METHODS: From October 1994 through November 1995, 2657 women from five metropolitan areas in the United States (Chicago, Los Angeles, New York City [two sites], Northern California, and Washington DC) were enrolled in WIHS. An interview-based survey collected data on demographics, behavior, and medical history. HTLV-I and HTLV-II determinations were made using a combined HTLV-I/HTLV-II indirect immunofluorescent antibody (IFA) screening test, an IFA titration specificity test, and individual HTLV-I and HTLV-II confirmatory Western blots. Fisher's exact tests and logistic regression were used to determine univariate and multivariate independent predictors for HTLV-II infection.

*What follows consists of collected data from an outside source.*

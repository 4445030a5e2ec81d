//! Terminal front end.
//!
//! A small, game-oriented rendering layer: [`GameView`] draws a
//! [`GameSnapshot`](crate::core::GameSnapshot) into a [`FrameBuffer`], and
//! [`TerminalRenderer`] flushes framebuffers to the terminal as diffs. No
//! widget toolkit, no layout engine.
//!
//! Board cells are drawn 2 columns wide by default to compensate for the
//! aspect ratio of terminal glyphs.

pub mod fb;
pub mod game_view;
pub mod renderer;

pub use blockfall_core as core;
pub use blockfall_types as types;

pub use fb::{Cell, CellStyle, FrameBuffer, Rgb};
pub use game_view::{piece_color, AnchorY, GameView, PanelInfo, Viewport};
pub use renderer::{encode_diff_into, encode_full_into, TerminalRenderer};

RESULTS: Of 2625 women enrolled in WIHS with confirmed HIV results, 2487 (95%) were tested for HTLV-I and HTLV-II. Of these, 241 (10%) were HTLV-II-seropositive and 13 (0.5%) were HTLV-I-seropositive. On multivariate analysis, independent predictors of HTLV-II infection included injection drug use (OR = 5.2; p < .001), black race (OR = 3.6; p < 0.001), age >35 years (OR = 3.3; p < .001) and a history of sex with a male injecting drug user (OR = 1.9; p < .001). Among women infected with HIV, the seroprevalence of HTLV-II was 11% compared with 6% for women at risk for HIV but not infected (p < .001). However, HIV was not an independent predictor of HTLV-II infection in multivariate analysis.

CONCLUSIONS: This cross-sectional analysis confirms that HTLV-II is found commonly in HIV-infected women and uninfected women at risk for HIV in major urban areas throughout the United States and that HTLV-II is far more common than HTLV-I in these populations. Although injecting drug use is most strongly associated with HTLV-II infection, sexual transmission likely contributes to the high HTLV-II seroprevalence in this cohort.